Keyboardist Jamie Saft, drummer Craig Santiago, and bassist Brad Jones make up the New Zion Trio. The ensemble can be best understood as a substantive, far-ranging conversation: Each participant has a full voice, each listens, and together all participants shape and guide the flow of ideas.

Jamie Saft and Craig Santiago. Photo: Lily Prince.

New Zion is firmly planted in that rarefied lineage of spiritual jazz that draws its inspiration from the likes of Alice Coltrane and Pharoah Sanders. Saft has worked with John Zorn for many years and is a key player in the cluster of musicians who helped usher in the movement known as Radical Jewish Culture. This New York-based federation can be loosely defined by its breezy eclecticism and emphatic shattering—but not total rejection—of convention: Think “Hava Nagilah” pureed with the Velvet Underground. Accordingly, the New Zion Trio has deep roots in a variety of musical traditions, such as jazz, reggae, ska, and dub. It also aims, in the words of Saft, to “push on to the next phase.”

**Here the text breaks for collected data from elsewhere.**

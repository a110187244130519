//! kornel CLI entry point.
//!
//! Usage:
//!   kornel -c <commands>       # Execute commands and exit
//!   kornel script.kn           # Run a script
//!   kornel <builtin> [ARGS]    # Run one builtin, e.g. `kornel cut -d: -f1`

use std::env;
use std::io::{self, IsTerminal, Read, Write};
use std::process::ExitCode;

use anyhow::{Context, Result};
use tracing_subscriber::{EnvFilter, fmt, prelude::*};

use kornel_kernel::{Kernel, KernelConfig};

fn main() -> ExitCode {
    // Logs go to stderr; stdout carries data only
    tracing_subscriber::registry()
        .with(fmt::layer().with_writer(io::stderr))
        .with(EnvFilter::from_default_env())
        .init();

    match run() {
        Ok(code) => code,
        Err(e) => {
            eprintln!("kornel: {e:#}");
            ExitCode::FAILURE
        }
    }
}

fn run() -> Result<ExitCode> {
    let args: Vec<String> = env::args().collect();

    match args.get(1).map(|s| s.as_str()) {
        None | Some("--help" | "-h") => {
            print_help();
            Ok(ExitCode::SUCCESS)
        }

        Some("--version" | "-V") => {
            println!("kornel {}", env!("CARGO_PKG_VERSION"));
            Ok(ExitCode::SUCCESS)
        }

        Some("-c") => {
            let cmd = args.get(2).context("-c requires a command argument")?;
            run_source(cmd)
        }

        Some(name) if !name.starts_with('-') && !name.contains('/') && !name.contains('.') => {
            run_builtin(name, &args[2..])
        }

        Some(path) if !path.starts_with('-') => {
            let source = std::fs::read_to_string(path).with_context(|| format!("failed to read script: {path}"))?;
            // Skip shebang if present
            let source = match source.strip_prefix("#!") {
                Some(rest) => rest.split_once('\n').map(|(_, body)| body.to_string()).unwrap_or_default(),
                None => source,
            };
            run_source(&source)
        }

        Some(unknown) => {
            eprintln!("Unknown option: {unknown}");
            eprintln!("Run 'kornel --help' for usage.");
            Ok(ExitCode::from(2))
        }
    }
}

fn print_help() {
    println!(
        r#"kornel v{}

Usage:
  kornel -c <commands>         Execute commands and exit
  kornel <script>              Run a script file
  kornel <builtin> [ARGS...]   Run one builtin (cut, enum, echo, print, unset)

Options:
  -c <commands>                Execute command string and exit
  -h, --help                   Show this help
  -V, --version                Show version

Environment:
  RUST_LOG                     Log filter, e.g. kornel_kernel=debug
  LC_ALL, LC_CTYPE, LANG       Character set for cut (UTF-8 or single byte)

Examples:
  kornel cut -d: -f1,3 /etc/passwd
  kornel -c 'enum Color=(red green blue); Color c=green; echo $((c))'
"#,
        env!("CARGO_PKG_VERSION")
    );
}

/// Piped stdin, or nothing when attached to a terminal.
fn read_stdin() -> Result<Option<Vec<u8>>> {
    let mut stdin = io::stdin();
    if stdin.is_terminal() {
        return Ok(None);
    }
    let mut bytes = Vec::new();
    stdin.read_to_end(&mut bytes).context("failed to read stdin")?;
    Ok(Some(bytes))
}

fn make_kernel() -> Result<Kernel> {
    Kernel::new(KernelConfig::named("cli")).context("failed to create kernel")
}

fn run_source(source: &str) -> Result<ExitCode> {
    let kernel = make_kernel()?;
    let stdin = read_stdin()?;
    let rt = tokio::runtime::Runtime::new()?;
    let result = rt.block_on(kernel.execute_with_stdin(source, stdin))?;
    finish(result.stdout_bytes(), &result.err, result.code)
}

fn run_builtin(name: &str, words: &[String]) -> Result<ExitCode> {
    let kernel = make_kernel()?;
    let stdin = read_stdin()?;
    let rt = tokio::runtime::Runtime::new()?;
    let result = rt.block_on(kernel.run_command(name, words, stdin));
    finish(result.stdout_bytes(), &result.err, result.code)
}

fn finish(out: &[u8], err: &str, code: i64) -> Result<ExitCode> {
    eprint!("{err}");
    let mut stdout = io::stdout().lock();
    if let Err(e) = stdout.write_all(out).and_then(|()| stdout.flush()) {
        eprintln!("kornel: write error: {e}");
        return Ok(ExitCode::FAILURE);
    }
    Ok(ExitCode::from(u8::try_from(code).unwrap_or(1)))
}
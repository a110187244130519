//! Field and column extraction engine behind the `cut` builtin.
//!
//! A [`Cutter`] compiles a selector list once and then streams any number
//! of inputs through the byte/character extractor or the field extractor.
//!
//! ```
//! use kornel_kernel::cut::{CutMode, CutOptions, Cutter};
//!
//! let mut cutter = Cutter::new("2-3", CutOptions::new(CutMode::Fields).with_word_delim(b':')).unwrap();
//! let mut out = Vec::new();
//! cutter.cut(&b"a:b:c:d\n"[..], &mut out).unwrap();
//! assert_eq!(out, b"b:c\n");
//! ```

mod columns;
pub mod delim;
mod fields;
pub mod mbchar;
pub mod selector;

use std::io::{self, Read, Write};

use thiserror::Error;
use tracing::debug;

use crate::locale::Locale;

pub use delim::{ByteClass, ClassTable, Delimiter};
pub use selector::{INFINITE, Selector};

/// Default input chunk for the field extractor.
pub const DEFAULT_READ_BUFFER: usize = 64 * 1024;

/// Errors from compiling a cut invocation.
#[derive(Debug, Error)]
pub enum CutError {
    #[error("bad list for b/c/f option: {0}")]
    BadList(String),

    #[error("invalid decreasing range: {0}")]
    InvalidRange(String),

    #[error("list is empty")]
    EmptyList,

    #[error("delimiter must be a single character: {0:?}")]
    Delimiter(String),

    #[error("{0}")]
    Usage(String),

    #[error("{0}")]
    Io(#[from] io::Error),
}

impl CutError {
    /// Exit status for the `cut` builtin.
    pub fn exit_code(&self) -> i64 {
        match self {
            Self::Usage(_) | Self::EmptyList => 2,
            _ => 1,
        }
    }
}

/// What a selector list counts.
#[derive(Debug, Clone, Copy, PartialEq, Eq)]
pub enum CutMode {
    /// `-b`
    Bytes,
    /// `-c`
    Chars,
    /// `-f`
    Fields,
}

/// Options for one cut invocation.
#[derive(Debug, Clone)]
pub struct CutOptions {
    pub mode: CutMode,
    /// `-d`, fields mode only.
    pub word_delim: Delimiter,
    /// `-D`, record terminator on input and output.
    pub line_delim: Delimiter,
    /// `-s`: drop records without a word delimiter.
    pub suppress: bool,
    /// `-n`: never split a multibyte character in byte mode.
    pub nosplit: bool,
    /// `-N`: no record terminator after byte/character output.
    pub no_newline: bool,
    /// `-R`: fixed record length, 0 for delimited records.
    pub reclen: usize,
    pub locale: Locale,
    pub read_buffer: usize,
}

impl CutOptions {
    pub fn new(mode: CutMode) -> Self {
        Self {
            mode,
            word_delim: Delimiter::tab(),
            line_delim: Delimiter::newline(),
            suppress: false,
            nosplit: false,
            no_newline: false,
            reclen: 0,
            locale: Locale::default(),
            read_buffer: DEFAULT_READ_BUFFER,
        }
    }

    pub fn with_word_delim(mut self, b: u8) -> Self {
        self.word_delim = Delimiter::byte(b);
        self
    }

    pub fn with_locale(mut self, locale: Locale) -> Self {
        self.locale = locale;
        self
    }

    pub fn with_read_buffer(mut self, size: usize) -> Self {
        self.read_buffer = size;
        self
    }
}

/// A compiled cut invocation.
#[derive(Debug)]
pub struct Cutter {
    selector: Selector,
    options: CutOptions,
    classes: ClassTable,
    /// Spill area for records not yet known to be delimited.
    scratch: Option<Vec<u8>>,
}

impl Cutter {
    /// Compile `list` for `options`.
    pub fn new(list: &str, options: CutOptions) -> Result<Self, CutError> {
        if options.suppress && options.mode != CutMode::Fields {
            return Err(CutError::Usage(
                "suppressing non-delimited lines makes sense only when operating on fields".into(),
            ));
        }
        let selector = Selector::parse(list)?;
        let classes = ClassTable::new(&options.word_delim, &options.line_delim, options.locale);
        debug!(mode = ?options.mode, gaps = ?selector.gaps(), "compiled cut selector");
        Ok(Self {
            selector,
            options,
            classes,
            scratch: None,
        })
    }

    pub fn selector(&self) -> &Selector {
        &self.selector
    }

    pub fn options(&self) -> &CutOptions {
        &self.options
    }

    /// Stream one input through the extractor.
    pub fn cut<R: Read, W: Write>(&mut self, input: R, out: &mut W) -> io::Result<()> {
        match self.options.mode {
            CutMode::Bytes | CutMode::Chars => columns::cut_columns(self, input, out),
            CutMode::Fields => {
                let mut scratch = self.scratch.take();
                let result = fields::cut_fields(self, &mut scratch, input, out);
                self.scratch = scratch;
                result
            }
        }
    }
}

That next phase can be heard in the threesome’s forthcoming album. Chaliwa, set for a summer release via Veal Records, is over an hour’s worth of “trancelike states and mysticism, Kabbalah, meditation,” as Saft describes it. “It’s this connection of rhythmic elements and the repetition of the drums and bass with roots reggae, and the dub side with this layer of spiritual improvisation. They’re all on that same path: the meditative aspects of the rhythmic trip of reggae—of the drums and the bass—and the meditative act of improvising. And they just become one in New Zion.”

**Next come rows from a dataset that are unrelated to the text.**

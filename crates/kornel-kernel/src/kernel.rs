//! The Kernel: runs kornel input against a scope, a type table and tools.
//!
//! ```text
//! ┌──────────────────────────────────────────────────┐
//! │                      Kernel                      │
//! │  ┌──────────────┐  ┌──────────────┐  ┌────────┐  │
//! │  │    Scope     │  │ ToolRegistry │  │   Fs   │  │
//! │  │ (variables,  │  │  (builtins)  │  │ (Local │  │
//! │  │  types, $?)  │  │              │  │ /Mem)  │  │
//! │  └──────────────┘  └──────────────┘  └────────┘  │
//! └──────────────────────────────────────────────────┘
//! ```
//!
//! Input is split into statements of words. A statement whose words are
//! all `NAME=value` forms is an assignment; anything else is a command,
//! resolved first as a builtin and then as a declared type name.

use std::path::PathBuf;
use std::sync::Arc;

use anyhow::{Context, Result};
use tokio::sync::RwLock;
use tracing::{debug, warn};

use kornel_types::{ExecResult, Value};

use crate::cut::DEFAULT_READ_BUFFER;
use crate::interpreter::{Assignment, Scope, VarError, Word, expand_items, expand_word, split_script};
use crate::locale::Locale;
use crate::tools::{ExecContext, Tool, ToolRegistry, ToolSchema, TypedDeclare, parse_args, register_builtins};
use crate::vfs::{Filesystem, LocalFs, MemoryFs};

/// Filesystem the kernel's tools read from.
#[derive(Debug, Clone)]
pub enum VfsMountMode {
    /// The real filesystem below `root`. Paths outside it are refused.
    Local {
        root: PathBuf,
    },
    /// An empty in-memory filesystem. Nothing touches the host.
    Memory,
}

impl Default for VfsMountMode {
    fn default() -> Self {
        VfsMountMode::Local {
            root: PathBuf::from("/"),
        }
    }
}

/// Configuration for kernel initialization.
#[derive(Debug, Clone)]
pub struct KernelConfig {
    /// Name of this kernel (for identification).
    pub name: String,

    /// Where file operands are read from.
    pub vfs_mode: VfsMountMode,

    /// Initial working directory (VFS path).
    pub cwd: PathBuf,

    /// Character set for multibyte handling in `cut`.
    pub locale: Locale,

    /// Input chunk size for streaming tools.
    pub read_buffer: usize,
}

impl Default for KernelConfig {
    fn default() -> Self {
        Self::named("default")
    }
}

impl KernelConfig {
    /// Host filesystem, process cwd and locale from the environment.
    pub fn named(name: &str) -> Self {
        Self {
            name: name.to_string(),
            vfs_mode: VfsMountMode::default(),
            cwd: std::env::current_dir().unwrap_or_else(|_| PathBuf::from("/")),
            locale: Locale::from_env(),
            read_buffer: DEFAULT_READ_BUFFER,
        }
    }

    /// A throwaway kernel over the host filesystem.
    pub fn transient() -> Self {
        Self::named("transient")
    }

    /// Memory only, UTF-8, rooted at `/`. Deterministic; used by tests.
    pub fn isolated() -> Self {
        Self {
            name: "isolated".to_string(),
            vfs_mode: VfsMountMode::Memory,
            cwd: PathBuf::from("/"),
            locale: Locale::Utf8,
            read_buffer: DEFAULT_READ_BUFFER,
        }
    }

    /// Set the VFS mount mode.
    pub fn with_vfs_mode(mut self, mode: VfsMountMode) -> Self {
        self.vfs_mode = mode;
        self
    }

    /// Set the initial working directory.
    pub fn with_cwd(mut self, cwd: PathBuf) -> Self {
        self.cwd = cwd;
        self
    }

    /// Set the locale.
    pub fn with_locale(mut self, locale: Locale) -> Self {
        self.locale = locale;
        self
    }

    /// Set the streaming chunk size. Zero is treated as one byte.
    pub fn with_read_buffer(mut self, size: usize) -> Self {
        self.read_buffer = size.max(1);
        self
    }
}

/// The Kernel: executes kornel input.
///
/// Statements run one at a time against a single scope; concurrent calls
/// to [`Kernel::execute`] are serialized on the scope lock.
pub struct Kernel {
    name: String,
    scope: RwLock<Scope>,
    tools: Arc<ToolRegistry>,
    fs: Arc<dyn Filesystem>,
    cwd: RwLock<PathBuf>,
    locale: Locale,
    read_buffer: usize,
}

impl Kernel {
    /// Create a new kernel with the given configuration.
    pub fn new(config: KernelConfig) -> Result<Self> {
        let fs: Arc<dyn Filesystem> = match &config.vfs_mode {
            VfsMountMode::Local { root } => {
                anyhow::ensure!(root.is_dir(), "vfs root {} is not a directory", root.display());
                Arc::new(LocalFs::new(root.clone()))
            }
            VfsMountMode::Memory => Arc::new(MemoryFs::new()),
        };

        let mut tools = ToolRegistry::new();
        register_builtins(&mut tools);
        debug!(name = %config.name, locale = ?config.locale, "kernel created");

        Ok(Self {
            name: config.name,
            scope: RwLock::new(Scope::new()),
            tools: Arc::new(tools),
            fs,
            cwd: RwLock::new(config.cwd),
            locale: config.locale,
            read_buffer: config.read_buffer.max(1),
        })
    }

    /// Create a transient kernel over the host filesystem.
    pub fn transient() -> Result<Self> {
        Self::new(KernelConfig::transient())
    }

    pub fn name(&self) -> &str {
        &self.name
    }

    /// Execute kornel source.
    ///
    /// Returns the accumulated output of every statement, with the exit
    /// code of the last one that ran.
    pub async fn execute(&self, input: &str) -> Result<ExecResult> {
        self.execute_with_stdin(input, None).await
    }

    /// Execute kornel source, offering `stdin` to the first command that
    /// reads standard input.
    #[tracing::instrument(level = "info", skip(self, input, stdin), fields(input_len = input.len()))]
    pub async fn execute_with_stdin(&self, input: &str, stdin: Option<Vec<u8>>) -> Result<ExecResult> {
        let statements = split_script(input).context("syntax error")?;
        let mut scope = self.scope.write().await;
        let mut stdin = stdin;
        let mut result = ExecResult::success("");

        for words in &statements {
            let (outcome, stop) = self.execute_statement(words, &mut scope, &mut stdin).await;
            scope.set_last_result(outcome.clone());
            result.append(outcome);
            if stop {
                warn!(code = result.code, "script aborted");
                break;
            }
        }

        Ok(result)
    }

    /// Run one builtin (or type declaration command) with pre-split words.
    pub async fn run_command(&self, name: &str, words: &[String], stdin: Option<Vec<u8>>) -> ExecResult {
        let mut scope = self.scope.write().await;
        let mut stdin = stdin;
        let Some(tool) = self.resolve_tool(name, &scope) else {
            return ExecResult::failure(127, format!("kornel: {name}: not found\n"));
        };
        let (result, _) = self.dispatch(tool, words, &mut scope, &mut stdin).await;
        scope.set_last_result(result.clone());
        result
    }

    /// Returns the statement's result and whether the script must stop.
    async fn execute_statement(
        &self,
        words: &[Word],
        scope: &mut Scope,
        stdin: &mut Option<Vec<u8>>,
    ) -> (ExecResult, bool) {
        if words.iter().all(|w| w.assignment_name().is_some()) {
            for word in words {
                if let Err(e) = assign_word(word, scope) {
                    return failure_of(&e);
                }
            }
            return (ExecResult::success(""), false);
        }

        let name = match expand_word(&words[0], scope) {
            Ok(name) => name,
            Err(e) => return failure_of(&e),
        };
        let Some(tool) = self.resolve_tool(&name, scope) else {
            return (ExecResult::failure(127, format!("kornel: {name}: not found\n")), false);
        };

        let declaration = name == "enum" || scope.types().contains(&name);
        let mut argv = Vec::with_capacity(words.len() - 1);
        for word in &words[1..] {
            let expanded = match (declaration, word.array_items(), word.assignment_name()) {
                (true, Some(items), Some(var)) => {
                    expand_items(items, scope).and_then(|items| {
                        scope.assign_array(var, &items)?;
                        Ok(var.to_string())
                    })
                }
                _ => expand_word(word, scope),
            };
            match expanded {
                Ok(text) => argv.push(text),
                Err(e) => return failure_of(&e),
            }
        }

        self.dispatch(tool, &argv, scope, stdin).await
    }

    fn resolve_tool(&self, name: &str, scope: &Scope) -> Option<Arc<dyn Tool>> {
        self.tools.get(name).or_else(|| {
            scope
                .types()
                .contains(name)
                .then(|| Arc::new(TypedDeclare::new(name)) as Arc<dyn Tool>)
        })
    }

    #[tracing::instrument(level = "debug", skip_all, fields(tool = tool.name()))]
    async fn dispatch(
        &self,
        tool: Arc<dyn Tool>,
        argv: &[String],
        scope: &mut Scope,
        stdin: &mut Option<Vec<u8>>,
    ) -> (ExecResult, bool) {
        let schema = tool.schema();
        let args = match parse_args(argv, &schema) {
            Ok(args) => args,
            Err(e) => {
                let message = format!("{}: {e}\nusage: {}\n", tool.name(), schema.usage());
                return (ExecResult::failure(2, message), false);
            }
        };

        let mut ctx = ExecContext::with_scope(self.fs.clone(), std::mem::take(scope));
        ctx.cwd = self.cwd.read().await.clone();
        ctx.stdin = stdin.take();
        ctx.locale = self.locale;
        ctx.read_buffer = self.read_buffer;

        let mut result = tool.execute(args, &mut ctx).await;

        *scope = ctx.scope;
        *stdin = ctx.stdin;
        if !result.err.is_empty() && !result.err.ends_with('\n') {
            result.err.push('\n');
        }
        debug!(code = result.code, "tool finished");
        (result, ctx.abort)
    }

    // --- Variable Access ---

    /// String value of a variable, read through its discipline.
    pub async fn get_var(&self, name: &str) -> Option<String> {
        self.scope.read().await.get_string(name)
    }

    /// Set a plain variable.
    pub async fn set_var(&self, name: &str, value: Value) {
        self.scope.write().await.set(name, value);
    }

    /// Get the last result ($?).
    pub async fn last_result(&self) -> ExecResult {
        self.scope.read().await.last_result().clone()
    }

    /// Get current working directory.
    pub async fn cwd(&self) -> PathBuf {
        self.cwd.read().await.clone()
    }

    /// Set current working directory.
    pub async fn set_cwd(&self, path: PathBuf) {
        *self.cwd.write().await = path;
    }

    /// Get available tool schemas.
    pub fn tool_schemas(&self) -> Vec<ToolSchema> {
        self.tools.schemas()
    }

    /// The filesystem tools read from.
    pub fn fs(&self) -> Arc<dyn Filesystem> {
        self.fs.clone()
    }

    /// Drop every variable and declared type.
    pub async fn reset(&self) {
        *self.scope.write().await = Scope::new();
    }
}

/// `NAME=value`, `NAME[SUB]=value` or `NAME=(...)`.
fn assign_word(word: &Word, scope: &mut Scope) -> Result<()> {
    if let (Some(items), Some(name)) = (word.array_items(), word.assignment_name()) {
        let items = expand_items(items, scope)?;
        scope.assign_array(name, &items)?;
        return Ok(());
    }
    let text = expand_word(word, scope)?;
    let (lhs, value) = text
        .split_once('=')
        .with_context(|| format!("{text}: not an assignment"))?;
    match lhs.strip_suffix(']').and_then(|l| l.split_once('[')) {
        Some((name, subscript)) => scope.assign_element(name, subscript, Assignment::Text(value))?,
        None => scope.assign(lhs, Assignment::Text(value))?,
    }
    Ok(())
}

/// Non-zero result for an error raised outside a tool.
fn failure_of(e: &anyhow::Error) -> (ExecResult, bool) {
    let fatal = e.downcast_ref::<VarError>().is_some_and(VarError::is_fatal);
    (ExecResult::failure(1, format!("kornel: {e:#}\n")), fatal)
}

Drummer Craig Santiago also has a long and eclectic musical resume, with roots that lie in hardcore. A deep-seated passion for reggae and ska has been apparent “since I’ve been playing music,” he says. His orientation toward “harder music” was upended by an epiphany in the form of “ska and rocksteady reggae. Once I heard the true trad ska, I stayed there and didn’t go back.” In the same vein, bassist Brad Jones brings to the group a “lifetime knowledge of reggae and dub and groove music that is really working with us,” Saft says. In addition to the core members’ contributions, Chaliwa is graced with some hypnotic vocals by guest H.R. of the iconic Bad Brains—another of the band’s influences.

Chaliwa was constructed using mostly acoustic instruments and, according to Saft, was “all played live—no overdubs, no editing, no computers, no nothing.” The intent was “a real analog, old-school sound. It was just so refreshing and sonically so much deeper in the analog environment,” which has “a warmth that the computer kills.”

“The digital environment,” Saft continues, “really just takes a picture that’s not always very flattering. It may be a broader spectrum of frequencies, but we may not like to hear some of those frequencies!” (“How come,” the redoubtable Keith Richards wrote in his recent autobiography, “I could get a great drum sound with one microphone, and now with 15 microphones I get a drum sound that’s like someone shitting on a tin roof?”)

The New Zion Trio strives for a more inviting sound. To Saft, the group is the culmination of “many years of making really difficult records that weren’t always accessible for a big audience. I was really looking to put something together that was just pleasing to everybody. It’s healing music.” 

Contributor

Richard Klin

RICHARD KLIN is the author of Something to Say (Leapfrog Press, 2011).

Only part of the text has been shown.